Le président de la formation de jugement a dispensé le rapporteur public, sur sa proposition, de prononcer des conclusions à l'audience.

Les parties ont été régulièrement averties du jour de l'audience.

Le rapport de M. Michel Richard, président-assesseur, a été entendu au cours de l'audience publique.

Considérant ce qui suit :

1. M. B..., ressortissant ivoirien, né le 14 mai 1992, a déposé en France une demande d'asile le 17 juillet 2018. La consultation d'Eurodac a fait apparaître l'existence d'une prise d'empreintes et d'une demande d'asile en Italie. Ce pays, consulté par la France, a accepté de le reprendre en charge. Par un arrêté du 18 septembre 2018, la préfète de la Seine-Maritime a procédé au transfert de l'intéressé vers l'Italie. M. B..., relève appel du jugement du 8 octobre 2018 par lequel le magistrat désigné par le président du tribunal administratif de Rouen a rejeté sa demande tendant à l'annulation de cet arrêté.

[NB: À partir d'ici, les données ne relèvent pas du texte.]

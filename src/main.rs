use clap::Parser;
use std::{io, process};
#[macro_use]
extern crate log;

mod cli;
mod features;

use cli::{Atm, Cli};

fn main() {
    env_logger::init();
    if let Err(e) = run() {
        error!("{e:?}");
        eprintln!("Error: {e:#}");
        process::exit(1);
    }
}

fn run() -> anyhow::Result<()> {
    let args = Cli::parse();
    debug!("Using data directory {}", args.data_dir.display());

    let mut atm = Atm::open(&args.data_dir)?;
    let stdout = io::stdout();
    let mut out = stdout.lock();
    atm.execute(args.command, &mut out)
}
//! Console startup settings.
//!
//! These only seed the operator's input fields and the simulator; nothing
//! is written back.

use serde::Serialize;
use speedcam_core::speed::severity::{DEFAULT_CRITICAL_MARGIN, DEFAULT_WARNING_MARGIN};
use speedcam_core::source::DEFAULT_SIMULATION_SPREAD;
use speedcam_core::{Configuration, SeverityBands};
use validator::Validate;

#[derive(Debug, thiserror::Error)]
pub enum ConfigError {
    #[error("{var} must be a finite number, got {value:?}")]
    Parse { var: &'static str, value: String },

    #[error("Invalid configuration: {0}")]
    Invalid(String),
}

/// Console configuration loaded from environment variables.
///
/// All fields have defaults matching the original operator window.
#[derive(Debug, Clone, Serialize, Validate)]
pub struct ConsoleConfig {
    /// Initial speed limit field value (default: `30`).
    #[validate(range(exclusive_min = 0.0))]
    pub speed_limit_mph: f64,
    /// Initial alert threshold field value (default: `5`).
    #[validate(range(min = 0.0))]
    pub alert_threshold_mph: f64,
    /// Margin above the limit for warning-level alerts (default: `5`).
    #[validate(range(min = 0.0))]
    pub warning_margin_mph: f64,
    /// Margin above the limit for critical-level alerts (default: `10`).
    #[validate(range(min = 0.0))]
    pub critical_margin_mph: f64,
    /// Width of the simulated speed range above the limit (default: `20`).
    #[validate(range(exclusive_min = 0.0))]
    pub simulation_spread_mph: f64,
    /// Fixed RNG seed for reproducible simulations (default: unset).
    pub simulation_seed: Option<u64>,
}

impl Default for ConsoleConfig {
    fn default() -> Self {
        Self {
            speed_limit_mph: Configuration::DEFAULT.speed_limit,
            alert_threshold_mph: Configuration::DEFAULT.threshold,
            warning_margin_mph: DEFAULT_WARNING_MARGIN,
            critical_margin_mph: DEFAULT_CRITICAL_MARGIN,
            simulation_spread_mph: DEFAULT_SIMULATION_SPREAD,
            simulation_seed: None,
        }
    }
}

impl ConsoleConfig {
    /// Load configuration from environment variables with defaults.
    ///
    /// | Env Var                 | Default |
    /// |-------------------------|---------|
    /// | `SPEED_LIMIT_MPH`       | `30`    |
    /// | `ALERT_THRESHOLD_MPH`   | `5`     |
    /// | `WARNING_MARGIN_MPH`    | `5`     |
    /// | `CRITICAL_MARGIN_MPH`   | `10`    |
    /// | `SIMULATION_SPREAD_MPH` | `20`    |
    /// | `SIMULATION_SEED`       | unset   |
    pub fn from_env() -> Result<Self, ConfigError> {
        Self::from_lookup(|var| std::env::var(var).ok())
    }

    /// Load configuration through an arbitrary variable lookup.
    pub fn from_lookup<F>(lookup: F) -> Result<Self, ConfigError>
    where
        F: Fn(&str) -> Option<String>,
    {
        let defaults = Self::default();

        let config = Self {
            speed_limit_mph: number(&lookup, "SPEED_LIMIT_MPH", defaults.speed_limit_mph)?,
            alert_threshold_mph: number(
                &lookup,
                "ALERT_THRESHOLD_MPH",
                defaults.alert_threshold_mph,
            )?,
            warning_margin_mph: number(
                &lookup,
                "WARNING_MARGIN_MPH",
                defaults.warning_margin_mph,
            )?,
            critical_margin_mph: number(
                &lookup,
                "CRITICAL_MARGIN_MPH",
                defaults.critical_margin_mph,
            )?,
            simulation_spread_mph: number(
                &lookup,
                "SIMULATION_SPREAD_MPH",
                defaults.simulation_spread_mph,
            )?,
            simulation_seed: match lookup("SIMULATION_SEED") {
                Some(raw) => Some(raw.trim().parse::<u64>().map_err(|_| ConfigError::Parse {
                    var: "SIMULATION_SEED",
                    value: raw.clone(),
                })?),
                None => None,
            },
        };

        config
            .validate()
            .map_err(|e| ConfigError::Invalid(e.to_string()))?;
        config.severity_bands()?;

        Ok(config)
    }

    /// Configuration the input fields start with.
    pub fn initial_configuration(&self) -> Configuration {
        Configuration {
            speed_limit: self.speed_limit_mph,
            threshold: self.alert_threshold_mph,
        }
    }

    pub fn severity_bands(&self) -> Result<SeverityBands, ConfigError> {
        SeverityBands::new(self.warning_margin_mph, self.critical_margin_mph)
            .map_err(|e| ConfigError::Invalid(e.to_string()))
    }
}

/// Read a finite `f64`, falling back to `default` when unset.
fn number<F>(lookup: &F, var: &'static str, default: f64) -> Result<f64, ConfigError>
where
    F: Fn(&str) -> Option<String>,
{
    let Some(raw) = lookup(var) else {
        return Ok(default);
    };
    match raw.trim().parse::<f64>() {
        Ok(value) if value.is_finite() => Ok(value),
        _ => Err(ConfigError::Parse { var, value: raw }),
    }
}

#[cfg(test)]
mod tests {
    use std::collections::HashMap;

    use assert_matches::assert_matches;

    use super::*;

    fn load(vars: &[(&str, &str)]) -> Result<ConsoleConfig, ConfigError> {
        let map: HashMap<String, String> = vars
            .iter()
            .map(|(k, v)| (k.to_string(), v.to_string()))
            .collect();
        ConsoleConfig::from_lookup(|var| map.get(var).cloned())
    }

    #[test]
    fn defaults_when_nothing_is_set() {
        let config = load(&[]).expect("defaults are valid");
        assert_eq!(config.initial_configuration(), Configuration::DEFAULT);
        assert_eq!(config.simulation_spread_mph, 20.0);
        assert!(config.simulation_seed.is_none());
        assert_eq!(
            config.severity_bands().expect("valid bands"),
            SeverityBands::default()
        );
    }

    #[test]
    fn overrides_are_applied() {
        let config = load(&[
            ("SPEED_LIMIT_MPH", "45"),
            ("ALERT_THRESHOLD_MPH", " 2.5 "),
            ("SIMULATION_SEED", "99"),
        ])
        .expect("valid overrides");
        assert_eq!(config.speed_limit_mph, 45.0);
        assert_eq!(config.alert_threshold_mph, 2.5);
        assert_eq!(config.simulation_seed, Some(99));
    }

    #[test]
    fn non_numeric_value_is_a_parse_error() {
        let err = load(&[("SPEED_LIMIT_MPH", "fast")]).unwrap_err();
        assert_matches!(err, ConfigError::Parse { var: "SPEED_LIMIT_MPH", .. });
    }

    #[test]
    fn non_finite_value_is_a_parse_error() {
        let err = load(&[("ALERT_THRESHOLD_MPH", "inf")]).unwrap_err();
        assert_matches!(err, ConfigError::Parse { var: "ALERT_THRESHOLD_MPH", .. });
    }

    #[test]
    fn non_positive_speed_limit_is_invalid() {
        assert_matches!(
            load(&[("SPEED_LIMIT_MPH", "0")]),
            Err(ConfigError::Invalid(_))
        );
        assert_matches!(
            load(&[("ALERT_THRESHOLD_MPH", "-1")]),
            Err(ConfigError::Invalid(_))
        );
    }

    #[test]
    fn inverted_margins_are_invalid() {
        assert_matches!(
            load(&[("WARNING_MARGIN_MPH", "12"), ("CRITICAL_MARGIN_MPH", "8")]),
            Err(ConfigError::Invalid(_))
        );
    }

    #[test]
    fn bad_seed_is_a_parse_error() {
        assert_matches!(
            load(&[("SIMULATION_SEED", "-3")]),
            Err(ConfigError::Parse {
                var: "SIMULATION_SEED",
                ..
            })
        );
    }
}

2. L'arrêté attaqué vise le règlement n° 604/2013 du Parlement européen et du Conseil du 26 juin 2013, indique que les empreintes digitales de M. B... ont été relevées en Italie comme ayant franchi irrégulièrement la frontière et ensuite en tant que demandeur d'asile, que les autorités italiennes ont été saisies d'une demande de reprise en charge sur le fondement des dispositions du b) du 1 de l'article 18 et qu'elles doivent être regardées comme responsables de l'examen de sa demande d'asile en application de l'article 3 et du chapitre III du règlement n° 604/2013. La décision contestée permet ainsi d'identifier le critère de responsabilité retenu par l'autorité administrative. En outre, la circonstance que l'Italie soit le pays responsable de l'examen de la protection internationale du requérant au motif qu'elle a enregistré sa première demande d'asile ne présente pas un caractère contradictoire avec la mention, dans l'arrêté contesté, du 2 de l'article 3 du règlement n° 604/2013 dont les deux derniers alinéas sont relatifs aux éventuelles défaillances systémiques d'un pays membre, que celui-ci soit désigné responsable en application d'un des critères du chapitre III du règlement n° 604-2013 ou parce qu'il a enregistré la première demande d'asile de l'intéressé. Par suite, le moyen tiré de l'insuffisante motivation de l'arrêté attaqué doit être écarté.

3. Si la préfète de la Seine-Maritime a estimé que la situation de l'intéressé ne relevait pas de la dérogation prévue au 2 de l'article 3 du règlement n° 604/2013, elle ne l'a pas pour autant exclu du champ d'application de cet article. Le moyen tiré de l'erreur de droit dans l'application du 2 de l'article 3 du règlement n° 604/2013 doit, par suite, être écarté.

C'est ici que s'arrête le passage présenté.